**RECORDS FOR THIS TASK**
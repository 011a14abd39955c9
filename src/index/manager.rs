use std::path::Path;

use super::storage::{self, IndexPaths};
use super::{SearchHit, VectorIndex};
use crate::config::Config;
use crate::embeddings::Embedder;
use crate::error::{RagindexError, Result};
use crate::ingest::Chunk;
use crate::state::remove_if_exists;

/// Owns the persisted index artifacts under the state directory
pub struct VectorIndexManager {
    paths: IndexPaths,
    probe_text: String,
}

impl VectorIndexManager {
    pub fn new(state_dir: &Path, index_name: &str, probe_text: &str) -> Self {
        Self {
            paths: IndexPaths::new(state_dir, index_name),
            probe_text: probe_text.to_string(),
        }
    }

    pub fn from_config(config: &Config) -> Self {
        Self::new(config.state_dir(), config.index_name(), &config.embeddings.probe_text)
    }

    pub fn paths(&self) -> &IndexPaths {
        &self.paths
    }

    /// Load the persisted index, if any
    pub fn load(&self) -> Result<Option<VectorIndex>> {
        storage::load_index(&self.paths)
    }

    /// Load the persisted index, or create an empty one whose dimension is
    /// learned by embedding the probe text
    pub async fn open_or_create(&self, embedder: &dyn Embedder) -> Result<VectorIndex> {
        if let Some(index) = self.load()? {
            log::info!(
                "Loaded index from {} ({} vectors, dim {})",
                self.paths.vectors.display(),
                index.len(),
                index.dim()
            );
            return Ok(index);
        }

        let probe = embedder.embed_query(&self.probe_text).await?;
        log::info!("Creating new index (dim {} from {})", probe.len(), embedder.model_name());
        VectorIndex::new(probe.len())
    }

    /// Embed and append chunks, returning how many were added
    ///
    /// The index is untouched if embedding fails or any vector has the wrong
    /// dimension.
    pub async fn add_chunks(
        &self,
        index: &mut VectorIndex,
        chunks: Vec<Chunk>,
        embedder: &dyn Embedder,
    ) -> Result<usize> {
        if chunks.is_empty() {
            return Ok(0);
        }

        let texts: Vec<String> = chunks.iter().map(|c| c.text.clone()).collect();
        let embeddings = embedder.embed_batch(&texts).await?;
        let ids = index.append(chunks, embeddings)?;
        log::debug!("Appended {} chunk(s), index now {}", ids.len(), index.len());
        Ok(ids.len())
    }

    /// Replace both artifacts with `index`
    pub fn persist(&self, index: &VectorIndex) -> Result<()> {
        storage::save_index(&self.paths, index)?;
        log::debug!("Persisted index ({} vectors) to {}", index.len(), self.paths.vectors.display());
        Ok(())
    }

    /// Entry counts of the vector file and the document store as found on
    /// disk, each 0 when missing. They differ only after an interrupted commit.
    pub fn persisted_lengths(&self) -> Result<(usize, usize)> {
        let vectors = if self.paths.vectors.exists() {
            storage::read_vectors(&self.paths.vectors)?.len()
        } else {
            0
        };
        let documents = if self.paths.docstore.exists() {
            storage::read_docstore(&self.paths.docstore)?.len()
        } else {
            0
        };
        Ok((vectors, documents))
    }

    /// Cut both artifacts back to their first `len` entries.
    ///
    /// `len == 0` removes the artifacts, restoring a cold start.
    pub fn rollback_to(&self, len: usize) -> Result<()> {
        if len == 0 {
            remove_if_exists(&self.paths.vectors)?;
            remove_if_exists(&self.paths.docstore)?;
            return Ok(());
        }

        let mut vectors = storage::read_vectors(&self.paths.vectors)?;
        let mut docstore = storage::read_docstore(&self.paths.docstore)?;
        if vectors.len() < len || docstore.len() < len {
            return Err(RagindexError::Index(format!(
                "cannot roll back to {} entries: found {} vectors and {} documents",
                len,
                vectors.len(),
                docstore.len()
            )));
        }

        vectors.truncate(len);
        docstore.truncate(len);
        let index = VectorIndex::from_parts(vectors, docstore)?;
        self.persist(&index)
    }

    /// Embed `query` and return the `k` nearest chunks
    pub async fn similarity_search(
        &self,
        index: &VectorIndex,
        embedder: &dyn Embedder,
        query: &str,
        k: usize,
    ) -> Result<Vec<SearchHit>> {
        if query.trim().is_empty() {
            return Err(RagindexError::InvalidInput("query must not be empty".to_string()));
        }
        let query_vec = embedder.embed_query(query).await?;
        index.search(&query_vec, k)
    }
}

**INSTRUCTIONS TO FOLLOW**
Recopy the entries above exactly, with every line included.

**REPLY**
repository 011a14abd39955c9
filename src/index/manager.rs
use std::path::Path;

use super::storage::{self, IndexPaths};
use super::{SearchHit, VectorIndex};
use crate::config::Config;
use crate::embeddings::Embedder;
use crate::error::{RagindexError, Result};
use crate::ingest::Chunk;
use crate::state::remove_if_exists;

/// Owns the persisted index artifacts under the state directory
pub struct VectorIndexManager {
    paths: IndexPaths,
    probe_text: String,
}

impl VectorIndexManager {
    pub fn new(state_dir: &Path, index_name: &str, probe_text: &str) -> Self {
        Self {
            paths: IndexPaths::new(state_dir, index_name),
            probe_text: probe_text.to_string(),
        }
    }

    pub fn from_config(config: &Config) -> Self {
        Self::new(config.state_dir(), config.index_name(), &config.embeddings.probe_text)
    }

    pub fn paths(&self) -> &IndexPaths {
        &self.paths
    }

    /// Load the persisted index, if any
    pub fn load(&self) -> Result<Option<VectorIndex>> {
        storage::load_index(&self.paths)
    }

    /// Load the persisted index, or create an empty one whose dimension is
    /// learned by embedding the probe text
    pub async fn open_or_create(&self, embedder: &dyn Embedder) -> Result<VectorIndex> {
        if let Some(index) = self.load()? {
            log::info!(
                "Loaded index from {} ({} vectors, dim {})",
                self.paths.vectors.display(),
                index.len(),
                index.dim()
            );
            return Ok(index);
        }

        let probe = embedder.embed_query(&self.probe_text).await?;
        log::info!("Creating new index (dim {} from {})", probe.len(), embedder.model_name());
        VectorIndex::new(probe.len())
    }

    /// Embed and append chunks, returning how many were added
    ///
    /// The index is untouched if embedding fails or any vector has the wrong
    /// dimension.
    pub async fn add_chunks(
        &self,
        index: &mut VectorIndex,
        chunks: Vec<Chunk>,
        embedder: &dyn Embedder,
    ) -> Result<usize> {
        if chunks.is_empty() {
            return Ok(0);
        }

        let texts: Vec<String> = chunks.iter().map(|c| c.text.clone()).collect();
        let embeddings = embedder.embed_batch(&texts).await?;
        let ids = index.append(chunks, embeddings)?;
        log::debug!("Appended {} chunk(s), index now {}", ids.len(), index.len());
        Ok(ids.len())
    }

    /// Replace both artifacts with `index`
    pub fn persist(&self, index: &VectorIndex) -> Result<()> {
        storage::save_index(&self.paths, index)?;
        log::debug!("Persisted index ({} vectors) to {}", index.len(), self.paths.vectors.display());
        Ok(())
    }

    /// Entry counts of the vector file and the document store as found on
    /// disk, each 0 when missing. They differ only after an interrupted commit.
    pub fn persisted_lengths(&self) -> Result<(usize, usize)> {
        let vectors = if self.paths.vectors.exists() {
            storage::read_vectors(&self.paths.vectors)?.len()
        } else {
            0
        };
        let documents = if self.paths.docstore.exists() {
            storage::read_docstore(&self.paths.docstore)?.len()
        } else {
            0
        };
        Ok((vectors, documents))
    }

    /// Cut both artifacts back to their first `len` entries.
    ///
    /// `len == 0` removes the artifacts, restoring a cold start.
    pub fn rollback_to(&self, len: usize) -> Result<()> {
        if len == 0 {
            remove_if_exists(&self.paths.vectors)?;
            remove_if_exists(&self.paths.docstore)?;
            return Ok(());
        }

        let mut vectors = storage::read_vectors(&self.paths.vectors)?;
        let mut docstore = storage::read_docstore(&self.paths.docstore)?;
        if vectors.len() < len || docstore.len() < len {
            return Err(RagindexError::Index(format!(
                "cannot roll back to {} entries: found {} vectors and {} documents",
                len,
                vectors.len(),
                docstore.len()
            )));
        }

        vectors.truncate(len);
        docstore.truncate(len);
        let index = VectorIndex::from_parts(vectors, docstore)?;
        self.persist(&index)
    }

    /// Embed `query` and return the `k` nearest chunks
    pub async fn similarity_search(
        &self,
        index: &VectorIndex,
        embedder: &dyn Embedder,
        query: &str,
        k: usize,
    ) -> Result<Vec<SearchHit>> {
        if query.trim().is_empty() {
            return Err(RagindexError::InvalidInput("query must not be empty".to_string()));
        }
        let query_vec = embedder.embed_query(query).await?;
        index.search(&query_vec, k)
    }
}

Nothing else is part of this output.